The Dow Jones Industrial Average (INDEX: ^DJI) is alive and kicking today. As of this midday writing, it's up 0.83% despite Citi missing earnings expectations and opining that Europe "remained a dark cloud" during its earnings call.

Since turmoil in Europe has been driving the market for months, it might shock investors the Dow is trading up sharply on the first trading day after S&P downgraded the credit ratings of nine European countries. However, today's rise is another time to reflect on the continuing ascent of China's global importance.

The country reported GDP growth of 8.9% last quarter, which is a decrease from the 9.7% growth rate from last year, but it still beat estimates. To put that in perspective: most developed countries have seen their GDPs slide backward in recent years.

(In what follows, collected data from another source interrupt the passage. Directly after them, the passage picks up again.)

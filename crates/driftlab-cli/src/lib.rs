pub mod catalog;
pub mod cli;
pub mod config;
pub mod input;
pub mod render;

pub use catalog::{example_or_first, find_example, ExamplePrompt, EXAMPLES};
pub use cli::*;
pub use config::AppConfig;
//! Full simulation benchmarks
//!
//! Run with: cargo bench -p driftlab-pipeline

use criterion::{black_box, criterion_group, criterion_main, BenchmarkId, Criterion};

use driftlab_core::{CompressionLevel, Instruction, RiskProfile, RunConfig};
use driftlab_pipeline::Simulator;

const PROMPT: &str = "Summarize this document in exactly 5 bullet points.
Keep my original section headings.
Do NOT change the tone at all.
Respond in a Markdown table with columns for Section, Key Insight, and Risk.";

fn benchmark_compare(c: &mut Criterion) {
    let simulator = Simulator::standard().expect("Failed to create simulator");
    let instruction = Instruction::new(PROMPT).expect("prompt is non-empty");

    let configs = [
        ("normal_light", RunConfig::new(RiskProfile::Normal, CompressionLevel::Light)),
        ("high_aggressive", RunConfig::new(RiskProfile::High, CompressionLevel::Aggressive)),
    ];

    let mut group = c.benchmark_group("Simulation");
    for (name, config) in configs {
        group.bench_with_input(BenchmarkId::new("compare", name), &config, |b, config| {
            b.iter(|| simulator.compare(black_box(&instruction), *config));
        });
    }
    group.finish();
}

criterion_group!(benches, benchmark_compare);
criterion_main!(benches);
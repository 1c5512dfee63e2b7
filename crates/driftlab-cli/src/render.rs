//! Text and JSON rendering of simulation results

use driftlab_classifiers::{ClassifiedText, SentenceLabel};
use driftlab_core::StageResult;
use driftlab_pipeline::Comparison;
use serde_json::{json, Map, Value};

use crate::catalog::ExamplePrompt;
use crate::cli::PipelineSelection;

pub const STATUS_LINE: &str =
    "Simulation complete. Compare the drifted reasoning input above with the stabilized version below.";

/// Human-readable comparison
pub fn comparison_text(comparison: &Comparison, selection: PipelineSelection) -> String {
    let mut out = String::new();

    if selection.includes_current() {
        let config = comparison.current.config;
        out.push_str(&format!(
            "== Current pipeline (risk: {}, compression: {}) ==\n",
            config.risk_profile, config.compression_level
        ));
        for stage in comparison.current.stages() {
            push_stage(&mut out, stage);
        }
    }

    if selection.includes_stabilized() {
        if !out.is_empty() {
            out.push('\n');
        }
        out.push_str("== Stabilized pipeline ==\n");
        for stage in comparison.stabilized.stages() {
            push_stage(&mut out, stage);
        }
    }

    if selection == PipelineSelection::Both {
        out.push('\n');
        out.push_str(STATUS_LINE);
        out.push('\n');
    }

    out
}

fn push_stage(out: &mut String, stage: &StageResult) {
    out.push_str(&format!("\n[{}]\n{}\n", stage.stage, stage.render()));
}

/// Machine-readable comparison
///
/// Stage strings sit under `current` and `stabilized`, keyed by stage label.
pub fn comparison_json(comparison: &Comparison, selection: PipelineSelection) -> Value {
    let mut root = Map::new();
    root.insert("instruction".into(), json!(comparison.instruction));
    root.insert("config".into(), json!(comparison.current.config));

    if selection.includes_current() {
        let report = &comparison.current;
        root.insert("current".into(), json!(report.outputs()));
        root.insert(
            "drift".into(),
            json!({
                "dropped_constraints": report.dropped_constraints,
                "truncated": report.truncated,
                "removed_by": report.removed_by,
            }),
        );
    }

    if selection.includes_stabilized() {
        root.insert("stabilized".into(), json!(comparison.stabilized.outputs()));
    }

    Value::Object(root)
}

/// Human-readable sentence labels
pub fn classification_text(classified: &ClassifiedText) -> String {
    let mut out = String::new();

    for sentence in classified.sentences() {
        match (sentence.label, &sentence.keyword) {
            (SentenceLabel::Constraint, Some(keyword)) => {
                out.push_str(&format!("[constraint] {}  ({})\n", sentence.text, keyword));
            }
            (SentenceLabel::Constraint, None) => {
                out.push_str(&format!("[constraint] {}\n", sentence.text));
            }
            (SentenceLabel::Core, _) => {
                out.push_str(&format!("[core]       {}\n", sentence.text));
            }
        }
    }

    out.push_str(&format!(
        "\n{} sentences, {} constraints\n",
        classified.sentences().len(),
        classified.constraint_count()
    ));
    out.push_str(&format!("Core text: {}\n", classified.core_text()));

    out
}

pub fn classification_json(classified: &ClassifiedText) -> Value {
    json!({
        "sentences": classified.sentences(),
        "core_text": classified.core_text(),
        "constraints": classified.constraints(),
    })
}

/// One line per example
pub fn example_list(examples: &[ExamplePrompt]) -> String {
    let mut out = String::new();
    for example in examples {
        out.push_str(&format!("{:<10} {}\n", example.id, example.title));
    }
    out
}

pub fn example_detail(example: &ExamplePrompt) -> String {
    format!(
        "{}\n\n{}\n\nWhat to watch for: {}\n",
        example.title, example.prompt, example.watch_for
    )
}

How important is China to the global economy? Just take a look at this chart we've compiled. It shows the amount of time it takes China's economy to grow enough to "create" economies the size of other countries. As Goldman Sachs' Jim O'Neil put it, "China creates a new Greek economy every four months." 

Chinapiigs

Source: IMF. All GDP levels at purchasing power. Includes author assumptions for growth rates going forward set at 8% to 9%.

Ensuring that China continues rapidly growing while America and Europe tread water is extremely important for the American companies that make up the Dow.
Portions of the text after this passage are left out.